中国アニメ情報に関心が有る方は、「そう言えば、数年前にアニメ化発表されたあの作品、その後話を聞かないなぁ…」と思う事は有るかと思います。はい、私もです。

正直、この裏事情と思考回路はかなり日本と中国で違う部分が大きいので、今日はそのお話をしていきたいと思います。

結論からいうと、アニメの制作スタジオが発表したPVは、まだその作品の本編制作の資金まで掻き集められていない状況が多いです。その為、PVはその後本編制作に入る為の資金調達のDEMOの意味合いと、市場の反応を見る為に発表している可能性があります。

日本では多分、というかほぼほぼ考えられない操作なのかな…?と思います。

日本はやはり業界が既に成熟しているという事もあり、通常は2〜3年程前から委員会組成が始まり、既に総製作費の出資先が決まった(少なくとも大半以上が決まっている)状況で無いと対外的にはアニメ化についてアナウンスしないのが殆どかと思います。

ティザーPVが解禁されるのはそれこそアニメ放送の数ヶ月前であり、宣伝が本格的に動き出してから。流石に数年前にPVだけが出るのは、かなり稀なケースなののでは無いでしょうか。

ファンにとっては一番誠実的ですが、そこはやはり市場の成熟度が有ってこそなのかと思います。

中国でのアニメの制作費の出所といえば、ざっくり3パターンかなと思っています:

①自社費用負担で一部プリプロ+PVまでを作り公開。資本市場・ToC市場向けに自社が作ろうとしている作品の世界観と本編のレベルをアピールする意図で、資本を募る。

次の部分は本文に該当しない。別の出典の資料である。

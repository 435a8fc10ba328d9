use std::path::PathBuf;
use std::sync::Arc;

use axum::extract::State;
use axum::http::{StatusCode, Uri};
use axum::response::{Html, IntoResponse, Response};

/// True when the last path segment names a file (`en.html`, `app.js`).
/// Such requests get a 404 instead of the app shell, so a misrouted
/// fragment or asset fetch fails loudly on the client.
pub fn is_file_request(path: &str) -> bool {
    path.rsplit('/')
        .next()
        .is_some_and(|segment| segment.contains('.'))
}

/// Fallback behind the static directory: client-side links get `index.html`.
pub async fn app_shell(State(index): State<Arc<PathBuf>>, uri: Uri) -> Response {
    if is_file_request(uri.path()) {
        tracing::debug!("no static file for {}", uri.path());
        return (StatusCode::NOT_FOUND, "not found").into_response();
    }
    match tokio::fs::read_to_string(index.as_path()).await {
        Ok(body) => Html(body).into_response(),
        Err(e) => {
            tracing::error!("app shell {} unreadable: {}", index.display(), e);
            (StatusCode::NOT_FOUND, "not found").into_response()
        }
    }
}

#[cfg(test)]
mod tests {
    use super::*;

    #[test]
    fn test_file_requests() {
        assert!(is_file_request("/info/content/en.html"));
        assert!(is_file_request("/pkg/app.js"));
        assert!(!is_file_request("/"));
        assert!(!is_file_request("/some/deep/link"));
        assert!(!is_file_request("/v1.2/page/"));
    }
}
pub mod dom;
pub mod icons;
pub mod language;
use serde::{Deserialize, Serialize};

/// localStorage key holding the visitor's language preference.
pub const LANGUAGE_STORAGE_KEY: &str = "epidural-language-preference";

/// Page language. Arabic is the default.
#[derive(Clone, Copy, PartialEq, Eq, Debug, Default, Hash, Serialize, Deserialize)]
pub enum Language {
    #[default]
    #[serde(rename = "ar")]
    Arabic,
    #[serde(rename = "en")]
    English,
}

impl Language {
    /// Code used for storage, `<html lang>` and fragment file names.
    pub fn code(&self) -> &'static str {
        match self {
            Language::Arabic => "ar",
            Language::English => "en",
        }
    }

    /// Accepts bare codes and region-tagged ones (`en-GB`), any case.
    pub fn from_code(code: &str) -> Option<Self> {
        let code = code.trim().to_ascii_lowercase();
        let primary = code.split(|c| c == '-' || c == '_').next().unwrap_or_default();
        match primary {
            "ar" => Some(Language::Arabic),
            "en" => Some(Language::English),
            _ => None,
        }
    }

    /// Stored preference. Only an explicit `"en"` switches away from the
    /// default.
    pub fn from_stored(value: Option<&str>) -> Self {
        match value {
            Some("en") => Language::English,
            _ => Language::Arabic,
        }
    }

    pub fn other(&self) -> Self {
        match self {
            Language::Arabic => Language::English,
            Language::English => Language::Arabic,
        }
    }

    pub fn is_rtl(&self) -> bool {
        matches!(self, Language::Arabic)
    }

    /// Value for the `dir` attribute.
    pub fn dir(&self) -> &'static str {
        if self.is_rtl() {
            "rtl"
        } else {
            "ltr"
        }
    }

    pub fn document_title(&self) -> &'static str {
        match self {
            Language::Arabic => {
                "إبرة الظهر لتسكين آلام الولادة | Epidural Analgesia for Labour Pain"
            }
            Language::English => {
                "Epidural Analgesia for Labour Pain | إبرة الظهر لتسكين آلام الولادة"
            }
        }
    }

    /// Fragment file name, e.g. `ar.html`.
    pub fn content_file(&self) -> String {
        format!("{}.html", self.code())
    }

    /// Absolute path the client fetches the fragment from; stays the same
    /// whatever URL the page itself was opened at.
    pub fn content_path(&self) -> String {
        format!("/content/{}", self.content_file())
    }

    /// Inverse of [`Language::content_file`].
    pub fn from_content_file(file: &str) -> Option<Self> {
        Self::all()
            .into_iter()
            .find(|lang| lang.content_file() == file)
    }

    /// Name of the language in itself, for the switch button.
    pub fn native_name(&self) -> &'static str {
        match self {
            Language::Arabic => "العربية",
            Language::English => "English",
        }
    }

    pub fn all() -> [Language; 2] {
        [Language::Arabic, Language::English]
    }
}

#[cfg(test)]
mod tests {
    use super::*;

    #[test]
    fn test_from_code() {
        assert_eq!(Language::from_code("ar"), Some(Language::Arabic));
        assert_eq!(Language::from_code("AR-sa"), Some(Language::Arabic));
        assert_eq!(Language::from_code("en-GB"), Some(Language::English));
        assert_eq!(Language::from_code(" en "), Some(Language::English));
        assert_eq!(Language::from_code("fr"), None);
        assert_eq!(Language::from_code(""), None);
    }

    #[test]
    fn test_from_stored_defaults_to_arabic() {
        assert_eq!(Language::from_stored(None), Language::Arabic);
        assert_eq!(Language::from_stored(Some("garbage")), Language::Arabic);
        assert_eq!(Language::from_stored(Some("ar")), Language::Arabic);
        assert_eq!(Language::from_stored(Some("en")), Language::English);
    }

    #[test]
    fn test_direction_and_titles() {
        assert_eq!(Language::Arabic.dir(), "rtl");
        assert_eq!(Language::English.dir(), "ltr");
        assert!(Language::Arabic.document_title().starts_with("إبرة"));
        assert!(Language::English.document_title().starts_with("Epidural"));
        assert_eq!(Language::Arabic.other(), Language::English);
        assert_eq!(Language::English.other().other(), Language::English);
    }

    #[test]
    fn test_content_files() {
        assert_eq!(Language::Arabic.content_path(), "/content/ar.html");
        assert!(Language::English.content_path().starts_with('/'));
        assert_eq!(Language::English.content_file(), "en.html");
        assert_eq!(
            Language::from_content_file("en.html"),
            Some(Language::English)
        );
        assert_eq!(Language::from_content_file("../secret"), None);
    }

    #[test]
    fn test_serde_uses_codes() {
        assert_eq!(serde_json::to_string(&Language::Arabic).unwrap(), "\"ar\"");
        let lang: Language = serde_json::from_str("\"en\"").unwrap();
        assert_eq!(lang, Language::English);
    }
}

②動画プラットフォーム側の下請けとして制作。動画プラットフォームの1社、若くはプラス動画系では無い会社も含め数社程(多くて3社程)がプロジェクト単位で制作費を負担する。

③上記2パターンの他に、IP運営、版権、おもちゃ、ゲーム類の会社が挟む事が有ります(メインの出資製作としても機能)。例えば小説プラットフォームから既に原作のアニメ化リメイク権利などは買い取っており、制作会社のPV制作を委託している、などの状況です。

少なくとも、日本式の「製作委員会形式」の作品はとても少なく、複数の会社が出資している場合でも「窓口権利」の概念でというより株式会社的な思考に似ている感じです。

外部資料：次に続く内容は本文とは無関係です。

//! Card browser: one visible card at a time out of an ordered group.
//!
//! States are the indices `0..len`. Moves are `next` (guarded by
//! `active < len - 1`), `previous` (guarded by `active > 0`), `jump(i)` and
//! `reset`. Guards that fail are silent no-ops, not errors.

/// Visibility change produced by a move: hide one card, show another.
#[derive(Debug, Clone, Copy, PartialEq, Eq)]
pub struct Transition {
    pub hide: usize,
    pub show: usize,
}

/// Snapshot of everything the navigation controls display.
///
/// `counter_text` and `total_text` are `None` for an empty group: nothing is
/// rendered then and both buttons stay disabled.
#[derive(Debug, Clone, PartialEq, Eq)]
pub struct NavState {
    pub visible: Option<usize>,
    pub counter_text: Option<String>,
    pub total_text: Option<String>,
    pub prev_disabled: bool,
    pub next_disabled: bool,
}

impl NavState {
    /// Jump dots mirror the visible card.
    pub fn is_dot_active(&self, index: usize) -> bool {
        self.visible == Some(index)
    }

    pub fn is_card_visible(&self, index: usize) -> bool {
        self.visible == Some(index)
    }
}

/// State of a single card group.
#[derive(Debug, Clone, PartialEq, Eq)]
pub struct CardBrowser {
    len: usize,
    active: Option<usize>,
}

impl CardBrowser {
    /// Start at the first card. An empty group has no active card.
    pub fn initialize(len: usize) -> Self {
        Self {
            len,
            active: if len == 0 { None } else { Some(0) },
        }
    }

    pub fn len(&self) -> usize {
        self.len
    }

    pub fn is_empty(&self) -> bool {
        self.len == 0
    }

    pub fn active_index(&self) -> Option<usize> {
        self.active
    }

    pub fn can_go_previous(&self) -> bool {
        matches!(self.active, Some(i) if i > 0)
    }

    pub fn can_go_next(&self) -> bool {
        matches!(self.active, Some(i) if i + 1 < self.len)
    }

    /// Advance by one card. `None` at the last card.
    pub fn show_next(&mut self) -> Option<Transition> {
        if !self.can_go_next() {
            return None;
        }
        let current = self.active?;
        self.move_to(current + 1)
    }

    /// Step back by one card. `None` at the first card.
    pub fn show_previous(&mut self) -> Option<Transition> {
        if !self.can_go_previous() {
            return None;
        }
        let current = self.active?;
        self.move_to(current - 1)
    }

    /// Jump straight to `index`.
    ///
    /// Out-of-range indices are ignored, not clamped. Jumping to the current
    /// card is also a no-op.
    pub fn jump_to(&mut self, index: usize) -> Option<Transition> {
        if index >= self.len {
            return None;
        }
        self.move_to(index)
    }

    /// Back to the first card from any state. Same observable result as
    /// [`CardBrowser::initialize`] with the current length.
    pub fn reset_to_first(&mut self) {
        *self = Self::initialize(self.len);
    }

    pub fn nav_state(&self) -> NavState {
        match self.active {
            Some(active) => NavState {
                visible: Some(active),
                counter_text: Some((active + 1).to_string()),
                total_text: Some(self.len.to_string()),
                prev_disabled: active == 0,
                next_disabled: active + 1 >= self.len,
            },
            None => NavState {
                visible: None,
                counter_text: None,
                total_text: None,
                prev_disabled: true,
                next_disabled: true,
            },
        }
    }

    fn move_to(&mut self, index: usize) -> Option<Transition> {
        let current = self.active?;
        if current == index {
            return None;
        }
        self.active = Some(index);
        Some(Transition {
            hide: current,
            show: index,
        })
    }
}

それに加え、プロジェクト単位な状況も有れば、PVをキッカケに会社への融資という規模の大きな話で有る事も少なくは有りません。

これはこれでメリットは有り:

■出資側からすれば、既に市場の反応と本編のイメージが掴みやすいので、出資への判断がしやすい。(特にオリジナルアニメにとっては大事なことです!)

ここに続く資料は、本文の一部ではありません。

//! Behaviour for an injected content fragment.
//!
//! [`InteractiveHandle::bind`] runs once per fragment: it discovers the
//! contraindication tabs and card groups, renders their initial state and
//! installs two listeners (delegated clicks on the content root, keydown on
//! the document). Dropping the handle removes both listeners and discards
//! all widget state; nothing is carried over to the next fragment.

pub mod card_group;
pub mod choice;
pub mod scroll;

use crate::shared::dom;
use card_group::{CardGroupView, DOT_SELECTOR, GROUP_SELECTOR, NEXT_SELECTOR, PREV_SELECTOR};
use choice::CHECK_OPTION_SELECTOR;
use contracts::domain::card_browser::Transition;
use contracts::domain::contra_section::ContraSection;
use contracts::domain::keyboard::{is_editable_target, nav_command_for_key};
use contracts::domain::tab_set::TabSet;
use contracts::shared::language::Language;
use leptos::prelude::*;
use scroll::ANCHOR_SELECTOR;
use std::cell::RefCell;
use std::rc::Rc;
use wasm_bindgen::closure::Closure;
use wasm_bindgen::JsCast;
use web_sys::{Element, Event, EventTarget, HtmlElement, KeyboardEvent};

const TAB_SELECTOR: &str = ".contra-tab";

struct InteractiveState {
    root: Element,
    tabs: Vec<Element>,
    section: ContraSection,
    /// Index-aligned with `section.groups()`.
    views: Vec<CardGroupView>,
}

impl InteractiveState {
    fn discover(root: Element) -> Self {
        let tabs = dom::query_all(&root, TAB_SELECTOR);
        let targets: Vec<String> = tabs
            .iter()
            .map(|t| t.get_attribute("data-tab").unwrap_or_default())
            .collect();
        let marked = tabs
            .iter()
            .zip(&targets)
            .find(|(tab, _)| tab.class_list().contains("active"))
            .map(|(_, target)| target.as_str());
        let tab_set = TabSet::new(targets.clone(), marked);

        let (views, groups): (Vec<_>, Vec<_>) = dom::query_all(&root, GROUP_SELECTOR)
            .into_iter()
            .map(CardGroupView::bind)
            .unzip();
        let marked_group = views.iter().position(CardGroupView::is_active);
        let section = ContraSection::new(tab_set, groups, marked_group);

        for (view, state) in views.iter().zip(section.groups()) {
            view.render(state);
        }

        log::debug!(
            "bound {} tab(s) and {} card group(s)",
            section.tabs().len(),
            views.len()
        );

        Self {
            root,
            tabs,
            section,
            views,
        }
    }

    fn group_index(&self, element: &Element) -> Option<usize> {
        let container = dom::closest_within(element, GROUP_SELECTOR, &self.root)?;
        self.views.iter().position(|v| v.container() == &container)
    }

    fn apply(&self, index: usize, transition: Option<Transition>) {
        if let (Some(view), Some(state)) = (self.views.get(index), self.section.group(index)) {
            view.apply(state, transition);
        }
    }

    /// Activate a tab, show only its group and rewind that group.
    fn activate_tab(&mut self, tab: &Element) {
        let Some(target) = tab.get_attribute("data-tab") else {
            return;
        };
        let Some(switch) = self.section.activate_tab(&target) else {
            return;
        };
        for (index, tab) in self.tabs.iter().enumerate() {
            dom::toggle_class(tab, "active", index == switch.current);
        }
        for (index, view) in self.views.iter().enumerate() {
            let active = self.section.is_group_active(index);
            view.set_active(active);
            if active {
                if let Some(state) = self.section.group(index) {
                    view.render(state);
                }
            }
        }
    }

    fn on_click(&mut self, event: &Event) {
        let Some(target) = event.target().and_then(|t| t.dyn_into::<Element>().ok()) else {
            return;
        };
        let root = self.root.clone();

        if let Some(tab) = dom::closest_within(&target, TAB_SELECTOR, &root) {
            self.activate_tab(&tab);
        } else if let Some(btn) = dom::closest_within(&target, PREV_SELECTOR, &root) {
            if dom::is_disabled(&btn) {
                return;
            }
            if let Some(index) = self.group_index(&btn) {
                let transition = self.section.group_mut(index).and_then(|g| g.show_previous());
                self.apply(index, transition);
            }
        } else if let Some(btn) = dom::closest_within(&target, NEXT_SELECTOR, &root) {
            if dom::is_disabled(&btn) {
                return;
            }
            if let Some(index) = self.group_index(&btn) {
                let transition = self.section.group_mut(index).and_then(|g| g.show_next());
                self.apply(index, transition);
            }
        } else if let Some(dot) = dom::closest_within(&target, DOT_SELECTOR, &root) {
            let Some(index) = self.group_index(&dot) else {
                return;
            };
            let Some(position) = self.views[index].dot_index(&dot) else {
                return;
            };
            let transition = self.section.group_mut(index).and_then(|g| g.jump_to(position));
            self.apply(index, transition);
        } else if let Some(option) = dom::closest_within(&target, CHECK_OPTION_SELECTOR, &root) {
            self.select_option(&option);
        } else if let Some(anchor) = dom::closest_within(&target, ANCHOR_SELECTOR, &root) {
            scroll::follow_anchor(&anchor, event);
        }
    }

    fn select_option(&mut self, option: &Element) {
        let located = self.group_index(option).and_then(|index| {
            let position = self.views[index].option_position(option)?;
            Some((index, position))
        });
        let Some((index, (set, clicked))) = located else {
            choice::select_option(option);
            return;
        };
        let Some(state) = self.section.group_mut(index) else {
            return;
        };
        if state.select_choice(set, clicked).is_some() {
            self.views[index].render_choices(state);
            choice::pulse(option);
        }
    }

    fn on_keydown(&mut self, event: &KeyboardEvent, language: Language) {
        if event_in_editable(event) {
            return;
        }
        let Some(command) = nav_command_for_key(&event.key(), language) else {
            return;
        };
        if let Some((index, transition)) = self.section.run_on_active(command) {
            self.apply(index, Some(transition));
        }
    }
}

fn event_in_editable(event: &KeyboardEvent) -> bool {
    let Some(element) = event.target().and_then(|t| t.dyn_into::<Element>().ok()) else {
        return false;
    };
    let content_editable = element
        .dyn_ref::<HtmlElement>()
        .is_some_and(|el| el.is_content_editable());
    is_editable_target(&element.tag_name(), content_editable)
}

/// Owns the listeners and widget state of one injected fragment.
pub struct InteractiveHandle {
    root: Element,
    document: Option<EventTarget>,
    on_click: Closure<dyn FnMut(Event)>,
    on_keydown: Closure<dyn FnMut(Event)>,
}

impl InteractiveHandle {
    /// Bind every interactive component found under `root`. Call after the
    /// fragment has been fully injected.
    pub fn bind(root: Element, language: Signal<Language>) -> Self {
        let state = Rc::new(RefCell::new(InteractiveState::discover(root.clone())));

        let click_state = Rc::clone(&state);
        let on_click = Closure::wrap(Box::new(move |event: Event| {
            click_state.borrow_mut().on_click(&event);
        }) as Box<dyn FnMut(Event)>);

        let key_state = state;
        let on_keydown = Closure::wrap(Box::new(move |event: Event| {
            let Some(keyboard_event) = event.dyn_ref::<KeyboardEvent>() else {
                return;
            };
            let language = language.try_get_untracked().unwrap_or_default();
            key_state.borrow_mut().on_keydown(keyboard_event, language);
        }) as Box<dyn FnMut(Event)>);

        let _ = root.add_event_listener_with_callback("click", on_click.as_ref().unchecked_ref());

        let document: Option<EventTarget> = web_sys::window()
            .and_then(|w| w.document())
            .map(|d| d.into());
        if let Some(document) = &document {
            let _ = document
                .add_event_listener_with_callback("keydown", on_keydown.as_ref().unchecked_ref());
        }

        Self {
            root,
            document,
            on_click,
            on_keydown,
        }
    }
}

impl Drop for InteractiveHandle {
    fn drop(&mut self) {
        let _ = self
            .root
            .remove_event_listener_with_callback("click", self.on_click.as_ref().unchecked_ref());
        if let Some(document) = &self.document {
            let _ = document.remove_event_listener_with_callback(
                "keydown",
                self.on_keydown.as_ref().unchecked_ref(),
            );
        }
    }
}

■制作会社からすると、もしPVで既に資本側やToC市場の反応がよく無い場合は、早めに損切りの判断を降せる。

■現在制作会社が特に困っているのは、制作スタッフで有る事が多い。PVでこれから作る作品を告知するのは、その制作に携わりたいスタッフ募集の意味合いでも使える。

■広告主向けの事前公募的役割。作品内へのプレイスメントや本編の前後、中間に入る作品とのコラボCMの制作などを市場データを武器にアタックして制作準備が出来る。(広告は中国のネットアニメのあるあるですね!)

etc.

それと引き換えとなるデメリットはなんと言っても、ファンの気持ちとなりますが…

資本の融資目当てでは無いPVもそれは勿論存在しており、はなっから製作費の出何処は確保している争奪戦レベルのIPだったり、単純にスタジオが赤字覚悟で何年も情熱だけで作り続けたりなどの作品も有ります。

(因みに監督などが離れるなどプロジェクトが続けられない理由が有り一時放置…ということも有ります。)

最近特に顕著なのは、少人数のスタジオが情熱200%で作るオリジナルアニメは、かなりファンにも支持されます。そしてスタジオへのインタビューではほぼ求人広告が入ります(笑)。

とまあ、今日は「そういえば…」と思った日中アニメビジネス事情での違いを、自分なりにまとめてみました。

中国のアニメ市場は本当に変化が速いので、直ぐに古い考えだと思われる日が来るかもですが、そこはまあ、常にアップデートが必要ですね(常に勉強です)。